Le monde des arts est par définition sans fin, il nous oblige à remettre perpétuellement en question nos croyances, nos acquis, et c'est probablement ce bouillonnement incessant que nous recherchons tous. Dans ce monde chaotique, certains d'entre nous ont trouvé sous la forme d'un Top 10 une bouée, un repère immuable forgé à coup d'hésitations, renoncements et douleurs. Il rassure, alors quand le sort nous met sous les yeux une œuvre susceptible de le faire vaciller, nous en faisons de même.

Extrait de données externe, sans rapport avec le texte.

//! Package entry structures
//!
//! A requirement string has the shape `name[constraint][; marker]`, e.g.
//! `numpy>=1.21`, `cmake`, or `tomli ; python_version < "3.11"`. The
//! constraint and marker are carried as opaque text; the compiler merges
//! textually and never resolves versions.

use super::OutputKind;
use regex::Regex;
use serde::{Deserialize, Serialize};
use std::fmt;
use std::sync::LazyLock;

static REQUIREMENT_RE: LazyLock<Regex> =
    LazyLock::new(|| Regex::new(r"^([A-Za-z0-9][A-Za-z0-9._-]*)\s*(.*)$").unwrap());

/// A parsed package reference
#[derive(Debug, Clone, PartialEq, Eq, Hash, Serialize, Deserialize)]
pub struct Requirement {
    /// Package name
    pub name: String,
    /// Optional version constraint, operator included (e.g. `>=1.21`)
    #[serde(skip_serializing_if = "Option::is_none")]
    pub constraint: Option<String>,
    /// Optional pip-style environment marker
    #[serde(skip_serializing_if = "Option::is_none")]
    pub marker: Option<String>,
}

impl Requirement {
    /// Creates a requirement with no constraint or marker
    pub fn bare(name: impl Into<String>) -> Self {
        Self {
            name: name.into(),
            constraint: None,
            marker: None,
        }
    }

    /// Creates a requirement with a version constraint
    pub fn constrained(name: impl Into<String>, constraint: impl Into<String>) -> Self {
        Self {
            name: name.into(),
            constraint: Some(constraint.into()),
            marker: None,
        }
    }

    /// Sets the environment marker (builder pattern)
    pub fn with_marker(mut self, marker: impl Into<String>) -> Self {
        self.marker = Some(marker.into());
        self
    }

    /// Parses a requirement string, returning None when no package name is present
    pub fn parse(text: &str) -> Option<Self> {
        let (spec, marker) = match text.split_once(';') {
            Some((spec, marker)) => (spec.trim(), Some(marker.trim())),
            None => (text.trim(), None),
        };

        let caps = REQUIREMENT_RE.captures(spec)?;
        let name = caps.get(1)?.as_str().to_string();
        let rest = caps.get(2).map(|m| m.as_str().trim()).unwrap_or("");

        let constraint = if rest.is_empty() {
            None
        } else {
            Some(rest.to_string())
        };
        let marker = marker.filter(|m| !m.is_empty()).map(str::to_string);

        Some(Self {
            name,
            constraint,
            marker,
        })
    }

    /// Returns the package reference without its marker (e.g. `numpy>=1.21`)
    pub fn spec_text(&self) -> String {
        match &self.constraint {
            Some(constraint) => format!("{}{}", self.name, constraint),
            None => self.name.clone(),
        }
    }

    /// Returns the full textual form including the marker, if any
    pub fn full_text(&self) -> String {
        match &self.marker {
            Some(marker) => format!("{}; {}", self.spec_text(), marker),
            None => self.spec_text(),
        }
    }

    /// Returns true if this requirement carries an environment marker
    pub fn has_marker(&self) -> bool {
        self.marker.is_some()
    }
}

impl fmt::Display for Requirement {
    fn fmt(&self, f: &mut fmt::Formatter<'_>) -> fmt::Result {
        write!(f, "{}", self.full_text())
    }
}

/// Which output kinds an entry is valid for
#[derive(Debug, Clone, PartialEq, Eq, Serialize, Deserialize)]
#[serde(rename_all = "kebab-case")]
pub enum OutputRestriction {
    /// Valid for every output kind
    All,
    /// Valid only for the listed kinds
    Only(Vec<OutputKind>),
}

impl OutputRestriction {
    /// Returns true if the restriction admits the given kind
    pub fn admits(&self, kind: OutputKind) -> bool {
        match self {
            OutputRestriction::All => true,
            OutputRestriction::Only(kinds) => kinds.contains(&kind),
        }
    }
}

impl Default for OutputRestriction {
    fn default() -> Self {
        OutputRestriction::All
    }
}

/// One package entry in a dependency set
#[derive(Debug, Clone, PartialEq, Eq, Serialize, Deserialize)]
pub struct Entry {
    /// The package reference
    pub requirement: Requirement,
    /// Output kinds this entry is valid for
    #[serde(default)]
    pub outputs: OutputRestriction,
}

impl Entry {
    /// Creates an entry valid for all output kinds
    pub fn unrestricted(requirement: Requirement) -> Self {
        Self {
            requirement,
            outputs: OutputRestriction::All,
        }
    }

    /// Creates an entry restricted to the given output kinds
    pub fn restricted(requirement: Requirement, kinds: Vec<OutputKind>) -> Self {
        Self {
            requirement,
            outputs: OutputRestriction::Only(kinds),
        }
    }

    /// Returns true if this entry belongs in outputs of the given kind
    pub fn applies_to(&self, kind: OutputKind) -> bool {
        self.outputs.admits(kind)
    }

    /// Key used for textual deduplication within one compiled output
    pub fn dedup_key(&self) -> String {
        self.requirement.full_text()
    }
}

impl fmt::Display for Entry {
    fn fmt(&self, f: &mut fmt::Formatter<'_>) -> fmt::Result {
        write!(f, "{}", self.requirement)
    }
}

Car oui c'est bien le sort, ou plutôt un « petit jeu » auquel je me prête actuellement, qui m'a mis en présence de "L'Inhumaine". Peut-être l'aurais-je rencontré à une autre occasion mais rien n'est moins sûr .


Oui mes chéris du Top, je vais être inhumain. Rassurez-vous, Andreï et Maroussia, Jacques, Michel et Geneviève, je ne vais vous faire aucun mal, vous représentez trop de choses dans ma vie pour que j'ose toucher à un seul de vos cheveux. Quant aux autres, je vais vous faire des misères en vous rétrogradant, et j'espère que vous me le pardonnerez un jour. Toi, Rainer, tu risques fort de ne plus vouloir m'adresser la parole, et à vrai dire je te comprendrai, mais que veux-tu, il a bien fallu que je coupe une tête. Je vais donc te présenter ton bourreau.

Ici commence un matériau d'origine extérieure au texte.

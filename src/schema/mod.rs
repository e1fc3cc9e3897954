//! Specification document parsing and validation
//!
//! This module turns the YAML specification text into the immutable domain
//! model in two stages:
//! - `raw`: order-preserving walk of the YAML tree, duplicate-name detection
//! - `validate`: reference checking and selector compilation
//!
//! Any error is a `SchemaError` and aborts compilation before output is
//! written.

pub mod raw;
mod validate;

pub use raw::{OneOrMany, RawDocument, RawEntry, RawFile, RawGroup, RawSet};
pub use validate::validate;

use crate::domain::Model;
use crate::error::SchemaError;

/// Parses and validates a specification document
pub fn parse_document(text: &str) -> Result<Model, SchemaError> {
    validate(RawDocument::parse(text)?)
}

#[cfg(test)]
mod tests {
    use super::*;

    #[test]
    fn test_parse_document_valid() {
        let model = parse_document("files:\n  all:\n    output: environment\n").unwrap();
        assert_eq!(model.files.len(), 1);
    }

    #[test]
    fn test_parse_document_invalid() {
        assert!(parse_document("files: [broken").is_err());
    }

    #[test]
    fn test_parse_document_empty() {
        let model = parse_document("{}").unwrap();
        assert!(model.files.is_empty());
        assert!(model.sets.is_empty());
    }
}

Il s'agit de Marcel L'Herbier, artiste protéiforme, enfant caché de Murnau, Lynch, Maddin, Whale, Argento, Browning, qui accouche en 1924 d'un objet fou Art déco, plus effrayant que le Penelope Gate et bouleversant tel un concert de Christophe, ringardisant au passage 99.99 % de la production cinématographique qui suivit.


"L'Inhumaine" est bien plus qu'un film, c'est ce qu'on appelle une œuvre totale : poème, installation d'art contemporain, essai sociologique sur l'aristocratie, réflexion sur les méandres de l'amour, défilé de mode, exposition architecturale, catalogue de design, etc.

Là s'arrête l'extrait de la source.